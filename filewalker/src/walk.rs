// SPDX-FileCopyrightText: Copyright © 2020-2025 Serpent OS Developers
//
// SPDX-License-Identifier: MPL-2.0

use std::{
    ffi::OsStr,
    io,
    path::{Path, PathBuf},
};

use fs_err as fs;
use jwalk::{Parallelism, WalkDir};
use thiserror::Error;
use tracing::{debug, trace};

/// A regular file, or a symlink not pointing at a directory, discovered while walking a root
#[derive(Debug, Clone, PartialEq, Eq)]
pub struct FileEntry {
    /// Directory containing the file, as walked (prefixed by the root)
    pub dir: PathBuf,
    pub file_name: String,
    pub extension: String,
}

impl FileEntry {
    pub fn path(&self) -> PathBuf {
        self.dir.join(&self.file_name)
    }
}

/// Recursively collect every file under `root` whose extension is `extension`
///
/// The walk is serial, depth first and sorted by file name within each
/// directory, so an unchanged tree always yields the same order. Hidden
/// files and symlinked files are included, symlinked directories are not
/// descended into. Any unreadable directory fails the whole walk.
#[tracing::instrument(level = "debug", skip(root), fields(root = %root.display()))]
pub fn files(root: &Path, extension: &str) -> Result<Vec<FileEntry>, Error> {
    let meta = fs::metadata(root).map_err(|source| Error::Root {
        path: root.to_owned(),
        source,
    })?;
    if !meta.is_dir() {
        return Err(Error::NotADirectory(root.to_owned()));
    }

    let walk = WalkDir::new(root)
        .parallelism(Parallelism::Serial)
        .sort(true)
        .skip_hidden(false)
        .follow_links(false);

    let mut entries = vec![];

    for entry in walk {
        let mut entry = entry.map_err(|source| Error::Walk {
            root: root.to_owned(),
            source,
        })?;

        // jwalk yields unreadable directories as `Ok` and stashes the failure
        if let Some(source) = entry.read_children_error.take() {
            return Err(Error::Walk {
                root: root.to_owned(),
                source,
            });
        }

        let file_type = entry.file_type();
        if !file_type.is_file() && !file_type.is_symlink() {
            continue;
        }

        let file_name = entry.file_name();
        if !has_extension(file_name, extension) {
            trace!(path = %entry.path().display(), "Skipping");
            continue;
        }

        if file_type.is_symlink() && points_to_dir(&entry.path())? {
            continue;
        }

        let file_name = file_name
            .to_str()
            .ok_or_else(|| Error::NonUtf8Name(entry.path()))?
            .to_owned();

        entries.push(FileEntry {
            dir: entry.parent_path().to_path_buf(),
            file_name,
            extension: extension.to_owned(),
        });
    }

    debug!(count = entries.len(), "Walk complete");

    Ok(entries)
}

/// Name ends in `.<extension>`, so a file named just `.hpp` matches too
fn has_extension(file_name: &OsStr, extension: &str) -> bool {
    file_name.to_string_lossy().ends_with(&format!(".{extension}"))
}

/// Symlinked directories are neither descended into nor listed.
/// Dangling links are listed like any other file.
fn points_to_dir(path: &Path) -> Result<bool, Error> {
    match fs::metadata(path) {
        Ok(meta) => Ok(meta.is_dir()),
        Err(e) if e.kind() == io::ErrorKind::NotFound => Ok(false),
        Err(source) => Err(Error::Stat {
            path: path.to_owned(),
            source,
        }),
    }
}

#[derive(Debug, Error)]
pub enum Error {
    #[error("reading root {path:?}")]
    Root { path: PathBuf, source: io::Error },
    #[error("root is not a directory: {0:?}")]
    NotADirectory(PathBuf),
    #[error("walking {root:?}")]
    Walk { root: PathBuf, source: jwalk::Error },
    #[error("reading metadata of {path:?}")]
    Stat { path: PathBuf, source: io::Error },
    #[error("non-utf8 file name: {0:?}")]
    NonUtf8Name(PathBuf),
}

#[cfg(test)]
mod tests {
    use tempfile::TempDir;

    use super::*;

    fn touch(root: &Path, relative: &str) {
        let path = root.join(relative);
        fs::create_dir_all(path.parent().unwrap()).unwrap();
        fs::write(path, "").unwrap();
    }

    fn names(entries: &[FileEntry], root: &Path) -> Vec<String> {
        entries
            .iter()
            .map(|e| e.path().strip_prefix(root).unwrap().to_str().unwrap().to_owned())
            .collect()
    }

    #[test]
    fn test_filters_by_extension() {
        let temp = TempDir::new().unwrap();
        touch(temp.path(), "a.hpp");
        touch(temp.path(), "a.cpp");
        touch(temp.path(), "notes.txt");
        touch(temp.path(), "sub/b.hpp");
        touch(temp.path(), "sub/b.hpp.orig");

        let entries = files(temp.path(), "hpp").unwrap();

        assert_eq!(names(&entries, temp.path()), vec!["a.hpp", "sub/b.hpp"]);
        assert!(entries.iter().all(|e| e.extension == "hpp"));
    }

    #[test]
    fn test_directory_is_never_an_entry() {
        let temp = TempDir::new().unwrap();
        fs::create_dir_all(temp.path().join("dir.hpp")).unwrap();
        touch(temp.path(), "dir.hpp/inner.hpp");

        let entries = files(temp.path(), "hpp").unwrap();

        assert_eq!(names(&entries, temp.path()), vec!["dir.hpp/inner.hpp"]);
    }

    #[test]
    fn test_includes_hidden_files() {
        let temp = TempDir::new().unwrap();
        touch(temp.path(), ".hidden/x.cpp");

        let entries = files(temp.path(), "cpp").unwrap();

        assert_eq!(entries.len(), 1);
    }

    #[test]
    fn test_order_is_stable() {
        let temp = TempDir::new().unwrap();
        for name in ["z.cpp", "m/k.cpp", "a.cpp", "m/a.cpp", "b/c/d.cpp"] {
            touch(temp.path(), name);
        }

        let first = files(temp.path(), "cpp").unwrap();
        let second = files(temp.path(), "cpp").unwrap();

        assert_eq!(first, second);
    }

    #[test]
    fn test_entry_dir_is_prefixed_by_root() {
        let temp = TempDir::new().unwrap();
        touch(temp.path(), "top.hpp");
        touch(temp.path(), "nested/inner.hpp");

        let entries = files(temp.path(), "hpp").unwrap();

        for entry in &entries {
            assert!(entry.dir.starts_with(temp.path()));
        }
        assert!(entries.iter().any(|e| e.dir == temp.path()));
    }

    #[test]
    fn test_missing_root() {
        let temp = TempDir::new().unwrap();

        let result = files(&temp.path().join("missing"), "hpp");

        assert!(matches!(result, Err(Error::Root { .. })));
    }

    #[test]
    fn test_root_is_a_file() {
        let temp = TempDir::new().unwrap();
        touch(temp.path(), "file.hpp");

        let result = files(&temp.path().join("file.hpp"), "hpp");

        assert!(matches!(result, Err(Error::NotADirectory(_))));
    }

    #[test]
    fn test_file_named_only_extension() {
        let temp = TempDir::new().unwrap();
        touch(temp.path(), ".hpp");
        touch(temp.path(), "xhpp");

        let entries = files(temp.path(), "hpp").unwrap();

        assert_eq!(names(&entries, temp.path()), vec![".hpp"]);
    }

    #[cfg(unix)]
    #[test]
    fn test_symlinked_files_are_listed() {
        use std::os::unix::fs::symlink;

        let temp = TempDir::new().unwrap();
        let root = temp.path().join("src");
        touch(&root, "real.txt");
        touch(temp.path(), "outside/hidden_away.cpp");
        symlink(root.join("real.txt"), root.join("link.cpp")).unwrap();
        symlink(root.join("missing.txt"), root.join("dangling.cpp")).unwrap();
        symlink(temp.path().join("outside"), root.join("linked_dir")).unwrap();
        symlink(temp.path().join("outside"), root.join("linked_dir.cpp")).unwrap();

        let entries = files(&root, "cpp").unwrap();

        assert_eq!(names(&entries, &root), vec!["dangling.cpp", "link.cpp"]);
    }

    /// Strips all permissions from `dir`, returning `false` if that didn't
    /// make it unreadable (e.g. running as root)
    #[cfg(unix)]
    fn lock(dir: &Path) -> bool {
        use std::os::unix::fs::PermissionsExt;

        fs::set_permissions(dir, std::fs::Permissions::from_mode(0o000)).unwrap();
        fs::read_dir(dir).is_err()
    }

    #[cfg(unix)]
    fn unlock(dir: &Path) {
        use std::os::unix::fs::PermissionsExt;

        fs::set_permissions(dir, std::fs::Permissions::from_mode(0o755)).unwrap();
    }

    #[cfg(unix)]
    #[test]
    fn test_unreadable_root_fails() {
        let temp = TempDir::new().unwrap();
        let root = temp.path().join("src");
        touch(&root, "a.cpp");

        if !lock(&root) {
            unlock(&root);
            return;
        }
        let result = files(&root, "cpp");
        unlock(&root);

        assert!(matches!(result, Err(Error::Walk { .. })), "{result:?}");
    }

    #[cfg(unix)]
    #[test]
    fn test_unreadable_subdirectory_fails() {
        let temp = TempDir::new().unwrap();
        touch(temp.path(), "b.cpp");
        touch(temp.path(), "locked/a.cpp");
        let locked = temp.path().join("locked");

        if !lock(&locked) {
            unlock(&locked);
            return;
        }
        let result = files(temp.path(), "cpp");
        unlock(&locked);

        assert!(matches!(result, Err(Error::Walk { .. })), "{result:?}");
    }
}
// SPDX-FileCopyrightText: Copyright © 2020-2025 Serpent OS Developers
//
// SPDX-License-Identifier: MPL-2.0

//! Keeps a CMake file listing and header stubs in sync with a source tree
//!
//! [`manifest`] renders a `SOURCES`/`HEADERS` fragment from the source and
//! header roots, while [`stub`] creates a one-line implementation file for
//! every header that lacks one.

pub use self::config::Config;

pub mod config;
pub mod manifest;
pub mod path;
pub mod stub;
pub mod walk;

※

REQUIRED ACTION: Scan the data above. Return every line with "relative" in it.

WRITTEN REPLY:
    fn touch(root: &Path, relative: &str) {
        let path = root.join(relative);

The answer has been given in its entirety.